:: What you should do ::
Each line of the material that mentions the word "EnrollmentId" is to be copied.

:: Source information ::

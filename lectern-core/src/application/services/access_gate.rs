use std::sync::Arc;

use lectern_model::{CourseId, Lecture, LectureId, UserId};

use crate::application::unit_of_work::AppUnitOfWork;
use crate::error::{CoreError, Result};

/// Decides whether a caller may fetch or play a lecture.
///
/// Free-preview lectures are open to everyone, anonymous callers included;
/// everything else requires an enrollment for the (user, course) pair and
/// fails closed. Decisions are always computed fresh from the store, never
/// from cached aggregates.
#[derive(Clone, Debug)]
pub struct AccessGate {
    uow: Arc<AppUnitOfWork>,
}

impl AccessGate {
    pub fn new(uow: Arc<AppUnitOfWork>) -> Self {
        Self { uow }
    }

    /// Resolve the lecture and authorize the caller against it.
    ///
    /// The lecture's parent chain is validated explicitly: a lecture that
    /// resolves but hangs off a different course than claimed is reported as
    /// `NotFound` rather than leaking cross-course content.
    pub async fn authorize_lecture(
        &self,
        user_id: Option<UserId>,
        course_id: CourseId,
        lecture_id: LectureId,
    ) -> Result<Lecture> {
        let lecture = self
            .uow
            .catalog
            .get_lecture(lecture_id)
            .await?
            .filter(|l| !l.is_deleted)
            .ok_or_else(|| CoreError::NotFound(format!("lecture {lecture_id}")))?;

        let section = self
            .uow
            .catalog
            .get_section(lecture.section_id)
            .await?
            .filter(|s| !s.is_deleted)
            .ok_or_else(|| CoreError::NotFound(format!("lecture {lecture_id}")))?;

        if section.course_id != course_id {
            return Err(CoreError::NotFound(format!(
                "lecture {lecture_id} does not belong to course {course_id}"
            )));
        }

        if lecture.is_free_preview {
            return Ok(lecture);
        }

        let user_id = user_id.ok_or_else(|| {
            CoreError::Forbidden("authentication required for non-preview lectures".into())
        })?;

        if self.uow.enrollments.get(user_id, course_id).await?.is_none() {
            return Err(CoreError::Forbidden(
                "you are not enrolled in this course".into(),
            ));
        }

        Ok(lecture)
    }

    /// Cheap enrollment check used by views that list many lectures.
    pub async fn is_enrolled(&self, user_id: UserId, course_id: CourseId) -> Result<bool> {
        Ok(self.uow.enrollments.get(user_id, course_id).await?.is_some())
    }
}

#[cfg(test)]
mod tests {
    use super::*;
    use crate::application::services::fixtures::{
        enrollment, lecture, section, uow_from_mocks,
    };
    use crate::database::ports::catalog::MockCatalogRepository;
    use crate::database::ports::enrollments::MockEnrollmentsRepository;
    use crate::database::ports::watch_progress::MockWatchProgressRepository;
    use lectern_model::{EnrollmentId, SectionId};

    fn catalog_with_lecture(
        course_id: CourseId,
        section_id: SectionId,
        lecture_id: LectureId,
        free_preview: bool,
    ) -> MockCatalogRepository {
        let mut catalog = MockCatalogRepository::new();
        let mut l = lecture(lecture_id, section_id, 0, 600);
        l.is_free_preview = free_preview;
        catalog
            .expect_get_lecture()
            .returning(move |_| Ok(Some(l.clone())));
        let s = section(section_id, course_id, 0);
        catalog
            .expect_get_section()
            .returning(move |_| Ok(Some(s.clone())));
        catalog
    }

    #[tokio::test]
    async fn free_preview_is_open_to_anonymous_callers() {
        let (course_id, section_id, lecture_id) =
            (CourseId::new(), SectionId::new(), LectureId::new());
        let catalog = catalog_with_lecture(course_id, section_id, lecture_id, true);

        let gate = AccessGate::new(uow_from_mocks(
            catalog,
            MockEnrollmentsRepository::new(),
            MockWatchProgressRepository::new(),
        ));
        let lecture = gate
            .authorize_lecture(None, course_id, lecture_id)
            .await
            .unwrap();
        assert_eq!(lecture.id, lecture_id);
    }

    #[tokio::test]
    async fn non_preview_requires_authentication() {
        let (course_id, section_id, lecture_id) =
            (CourseId::new(), SectionId::new(), LectureId::new());
        let catalog = catalog_with_lecture(course_id, section_id, lecture_id, false);

        let gate = AccessGate::new(uow_from_mocks(
            catalog,
            MockEnrollmentsRepository::new(),
            MockWatchProgressRepository::new(),
        ));
        let err = gate
            .authorize_lecture(None, course_id, lecture_id)
            .await
            .unwrap_err();
        assert!(matches!(err, CoreError::Forbidden(_)));
    }

    #[tokio::test]
    async fn non_preview_requires_enrollment() {
        let (course_id, section_id, lecture_id) =
            (CourseId::new(), SectionId::new(), LectureId::new());
        let catalog = catalog_with_lecture(course_id, section_id, lecture_id, false);
        let mut enrollments = MockEnrollmentsRepository::new();
        enrollments.expect_get().returning(|_, _| Ok(None));

        let gate = AccessGate::new(uow_from_mocks(
            catalog,
            enrollments,
            MockWatchProgressRepository::new(),
        ));
        let err = gate
            .authorize_lecture(Some(UserId::new()), course_id, lecture_id)
            .await
            .unwrap_err();
        assert!(matches!(err, CoreError::Forbidden(_)));
    }

    #[tokio::test]
    async fn enrolled_caller_is_authorized() {
        let (course_id, section_id, lecture_id, user_id) = (
            CourseId::new(),
            SectionId::new(),
            LectureId::new(),
            UserId::new(),
        );
        let catalog = catalog_with_lecture(course_id, section_id, lecture_id, false);
        let mut enrollments = MockEnrollmentsRepository::new();
        let e = enrollment(EnrollmentId::new(), user_id, course_id);
        enrollments
            .expect_get()
            .returning(move |_, _| Ok(Some(e.clone())));

        let gate = AccessGate::new(uow_from_mocks(
            catalog,
            enrollments,
            MockWatchProgressRepository::new(),
        ));
        let lecture = gate
            .authorize_lecture(Some(user_id), course_id, lecture_id)
            .await
            .unwrap();
        assert_eq!(lecture.id, lecture_id);
    }

    #[tokio::test]
    async fn cross_course_lecture_is_hidden() {
        let (section_id, lecture_id) = (SectionId::new(), LectureId::new());
        // Lecture is free preview, but the claimed course does not own it.
        let catalog = catalog_with_lecture(CourseId::new(), section_id, lecture_id, true);

        let gate = AccessGate::new(uow_from_mocks(
            catalog,
            MockEnrollmentsRepository::new(),
            MockWatchProgressRepository::new(),
        ));
        let err = gate
            .authorize_lecture(None, CourseId::new(), lecture_id)
            .await
            .unwrap_err();
        assert!(matches!(err, CoreError::NotFound(_)));
    }

    #[tokio::test]
    async fn deleted_lecture_is_not_found() {
        let (course_id, section_id, lecture_id) =
            (CourseId::new(), SectionId::new(), LectureId::new());
        let mut catalog = MockCatalogRepository::new();
        let mut l = lecture(lecture_id, section_id, 0, 600);
        l.is_deleted = true;
        catalog
            .expect_get_lecture()
            .returning(move |_| Ok(Some(l.clone())));

        let gate = AccessGate::new(uow_from_mocks(
            catalog,
            MockEnrollmentsRepository::new(),
            MockWatchProgressRepository::new(),
        ));
        let err = gate
            .authorize_lecture(None, course_id, lecture_id)
            .await
            .unwrap_err();
        assert!(matches!(err, CoreError::NotFound(_)));
    }
}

:: Problem solution ::
    use lectern_model::{EnrollmentId, SectionId};
        let e = enrollment(EnrollmentId::new(), user_id, course_id);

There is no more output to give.